[Action item]: Among the entries below, find every line that has "crate" and pull it out.

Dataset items
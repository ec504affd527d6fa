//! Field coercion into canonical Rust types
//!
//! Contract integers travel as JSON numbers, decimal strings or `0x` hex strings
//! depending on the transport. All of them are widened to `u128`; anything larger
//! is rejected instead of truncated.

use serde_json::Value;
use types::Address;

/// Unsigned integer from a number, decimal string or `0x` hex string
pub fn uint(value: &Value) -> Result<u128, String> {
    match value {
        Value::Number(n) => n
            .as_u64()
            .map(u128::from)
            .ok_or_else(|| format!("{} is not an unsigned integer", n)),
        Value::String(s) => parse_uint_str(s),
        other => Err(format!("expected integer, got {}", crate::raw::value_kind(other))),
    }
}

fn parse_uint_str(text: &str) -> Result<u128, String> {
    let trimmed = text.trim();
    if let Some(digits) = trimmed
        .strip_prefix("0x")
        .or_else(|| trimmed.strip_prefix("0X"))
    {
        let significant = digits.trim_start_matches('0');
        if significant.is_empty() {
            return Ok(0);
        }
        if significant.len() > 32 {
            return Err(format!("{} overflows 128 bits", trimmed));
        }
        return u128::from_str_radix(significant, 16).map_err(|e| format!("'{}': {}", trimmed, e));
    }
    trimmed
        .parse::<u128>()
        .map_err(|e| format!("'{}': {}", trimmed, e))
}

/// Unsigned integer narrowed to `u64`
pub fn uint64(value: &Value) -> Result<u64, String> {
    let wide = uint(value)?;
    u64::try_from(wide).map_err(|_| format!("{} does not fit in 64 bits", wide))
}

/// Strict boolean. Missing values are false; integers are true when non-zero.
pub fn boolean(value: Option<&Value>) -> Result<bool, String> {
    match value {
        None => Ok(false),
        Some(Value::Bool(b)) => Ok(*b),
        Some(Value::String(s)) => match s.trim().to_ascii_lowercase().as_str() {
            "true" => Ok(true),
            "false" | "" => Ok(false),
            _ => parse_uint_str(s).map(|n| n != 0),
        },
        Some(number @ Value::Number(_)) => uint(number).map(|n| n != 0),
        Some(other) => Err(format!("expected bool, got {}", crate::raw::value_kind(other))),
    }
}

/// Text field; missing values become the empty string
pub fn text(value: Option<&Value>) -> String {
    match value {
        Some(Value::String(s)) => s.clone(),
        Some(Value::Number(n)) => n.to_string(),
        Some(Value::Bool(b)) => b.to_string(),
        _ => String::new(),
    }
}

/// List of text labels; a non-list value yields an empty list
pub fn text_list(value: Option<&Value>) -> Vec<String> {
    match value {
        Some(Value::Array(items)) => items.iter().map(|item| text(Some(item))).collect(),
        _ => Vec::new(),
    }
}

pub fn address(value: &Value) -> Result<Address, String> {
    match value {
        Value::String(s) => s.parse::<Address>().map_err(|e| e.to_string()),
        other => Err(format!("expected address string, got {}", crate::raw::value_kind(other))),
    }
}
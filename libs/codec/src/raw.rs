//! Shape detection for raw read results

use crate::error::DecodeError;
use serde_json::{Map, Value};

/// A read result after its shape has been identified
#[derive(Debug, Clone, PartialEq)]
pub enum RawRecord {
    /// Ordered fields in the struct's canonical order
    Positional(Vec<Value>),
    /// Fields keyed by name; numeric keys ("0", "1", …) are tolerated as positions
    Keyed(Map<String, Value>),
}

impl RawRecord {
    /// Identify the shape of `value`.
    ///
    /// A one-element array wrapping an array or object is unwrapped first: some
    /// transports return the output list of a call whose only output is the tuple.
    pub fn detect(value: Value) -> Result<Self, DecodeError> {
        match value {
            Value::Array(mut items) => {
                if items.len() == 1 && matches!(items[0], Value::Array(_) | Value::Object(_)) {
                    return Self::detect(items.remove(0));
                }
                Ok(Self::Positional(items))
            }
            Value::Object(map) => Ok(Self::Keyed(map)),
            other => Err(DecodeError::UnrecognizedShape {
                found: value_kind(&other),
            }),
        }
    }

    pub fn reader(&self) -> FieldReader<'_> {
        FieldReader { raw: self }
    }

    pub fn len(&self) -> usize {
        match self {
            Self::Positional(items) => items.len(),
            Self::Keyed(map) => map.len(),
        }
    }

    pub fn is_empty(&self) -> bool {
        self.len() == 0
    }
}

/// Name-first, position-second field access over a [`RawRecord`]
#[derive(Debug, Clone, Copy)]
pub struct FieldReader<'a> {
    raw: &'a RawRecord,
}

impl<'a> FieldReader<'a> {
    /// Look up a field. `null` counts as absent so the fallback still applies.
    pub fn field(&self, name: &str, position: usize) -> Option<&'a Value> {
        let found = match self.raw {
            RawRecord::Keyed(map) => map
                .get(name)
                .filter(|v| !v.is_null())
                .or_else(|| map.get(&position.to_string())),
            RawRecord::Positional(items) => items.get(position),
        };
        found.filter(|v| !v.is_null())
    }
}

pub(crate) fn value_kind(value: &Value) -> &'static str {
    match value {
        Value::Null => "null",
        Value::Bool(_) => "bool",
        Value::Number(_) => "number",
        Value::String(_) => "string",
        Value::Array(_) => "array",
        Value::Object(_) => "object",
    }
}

[Written answer]:
        other => Err(format!("expected integer, got {}", crate::raw::value_kind(other))),
        Some(other) => Err(format!("expected bool, got {}", crate::raw::value_kind(other))),
        other => Err(format!("expected address string, got {}", crate::raw::value_kind(other))),
use crate::error::DecodeError;
pub(crate) fn value_kind(value: &Value) -> &'static str {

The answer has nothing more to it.